REQUIRED ACTION >> In the entries below, find each line bearing the string "configuration" and copy it.

Collected data entries >>
□ □ □ □

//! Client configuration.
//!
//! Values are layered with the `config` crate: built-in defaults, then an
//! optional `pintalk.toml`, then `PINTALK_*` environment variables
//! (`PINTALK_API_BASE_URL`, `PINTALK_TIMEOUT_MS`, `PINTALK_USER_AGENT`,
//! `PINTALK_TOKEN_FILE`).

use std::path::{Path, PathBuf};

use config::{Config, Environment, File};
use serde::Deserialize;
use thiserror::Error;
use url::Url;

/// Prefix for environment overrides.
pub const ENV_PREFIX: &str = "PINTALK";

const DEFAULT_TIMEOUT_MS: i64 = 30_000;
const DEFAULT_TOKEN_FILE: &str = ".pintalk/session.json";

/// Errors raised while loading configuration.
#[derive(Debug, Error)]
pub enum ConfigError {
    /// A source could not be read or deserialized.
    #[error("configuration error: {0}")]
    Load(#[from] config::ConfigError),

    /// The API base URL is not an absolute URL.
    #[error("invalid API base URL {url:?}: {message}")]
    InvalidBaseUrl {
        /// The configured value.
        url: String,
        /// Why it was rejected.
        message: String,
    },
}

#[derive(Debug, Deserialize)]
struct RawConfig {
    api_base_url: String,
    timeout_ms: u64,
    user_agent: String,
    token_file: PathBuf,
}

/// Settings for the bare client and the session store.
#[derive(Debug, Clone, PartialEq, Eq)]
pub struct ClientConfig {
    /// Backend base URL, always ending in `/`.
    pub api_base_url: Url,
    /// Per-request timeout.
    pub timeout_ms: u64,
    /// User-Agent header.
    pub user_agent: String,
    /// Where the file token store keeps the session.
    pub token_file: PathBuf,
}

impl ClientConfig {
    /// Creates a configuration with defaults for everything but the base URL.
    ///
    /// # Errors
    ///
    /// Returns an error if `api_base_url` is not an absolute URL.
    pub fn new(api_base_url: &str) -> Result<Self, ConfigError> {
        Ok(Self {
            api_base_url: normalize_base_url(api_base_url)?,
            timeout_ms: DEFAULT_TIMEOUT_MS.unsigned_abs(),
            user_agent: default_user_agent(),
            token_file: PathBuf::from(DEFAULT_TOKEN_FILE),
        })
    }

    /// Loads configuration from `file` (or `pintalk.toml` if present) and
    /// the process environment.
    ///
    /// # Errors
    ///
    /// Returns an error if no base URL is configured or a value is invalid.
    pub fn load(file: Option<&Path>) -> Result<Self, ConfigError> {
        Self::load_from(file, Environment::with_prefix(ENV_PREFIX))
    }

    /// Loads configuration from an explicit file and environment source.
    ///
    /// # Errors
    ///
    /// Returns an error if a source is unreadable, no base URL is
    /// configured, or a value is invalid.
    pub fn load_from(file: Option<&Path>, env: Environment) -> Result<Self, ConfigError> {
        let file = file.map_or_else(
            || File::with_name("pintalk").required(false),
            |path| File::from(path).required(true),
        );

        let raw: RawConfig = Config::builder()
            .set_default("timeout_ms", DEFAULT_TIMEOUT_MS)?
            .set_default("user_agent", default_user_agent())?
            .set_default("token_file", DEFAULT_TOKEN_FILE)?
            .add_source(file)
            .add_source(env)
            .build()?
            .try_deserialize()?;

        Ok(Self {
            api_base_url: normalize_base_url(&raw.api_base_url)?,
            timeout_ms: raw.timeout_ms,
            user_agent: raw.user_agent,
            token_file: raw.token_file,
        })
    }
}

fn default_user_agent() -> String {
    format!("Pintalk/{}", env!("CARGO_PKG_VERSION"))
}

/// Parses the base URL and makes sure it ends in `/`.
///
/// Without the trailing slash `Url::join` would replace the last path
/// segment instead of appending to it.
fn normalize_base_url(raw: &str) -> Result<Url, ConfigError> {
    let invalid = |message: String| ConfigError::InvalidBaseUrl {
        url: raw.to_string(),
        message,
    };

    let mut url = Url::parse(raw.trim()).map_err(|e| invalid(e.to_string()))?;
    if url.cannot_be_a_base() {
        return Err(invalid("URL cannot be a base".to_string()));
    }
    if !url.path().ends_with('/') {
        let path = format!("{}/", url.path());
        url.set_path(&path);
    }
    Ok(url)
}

□ □ □ □

RESPONSE TO THIS EXERCISE >>
//! Client configuration.
/// Errors raised while loading configuration.
    #[error("configuration error: {0}")]
    /// Creates a configuration with defaults for everything but the base URL.
    /// Loads configuration from `file` (or `pintalk.toml` if present) and
    /// Loads configuration from an explicit file and environment source.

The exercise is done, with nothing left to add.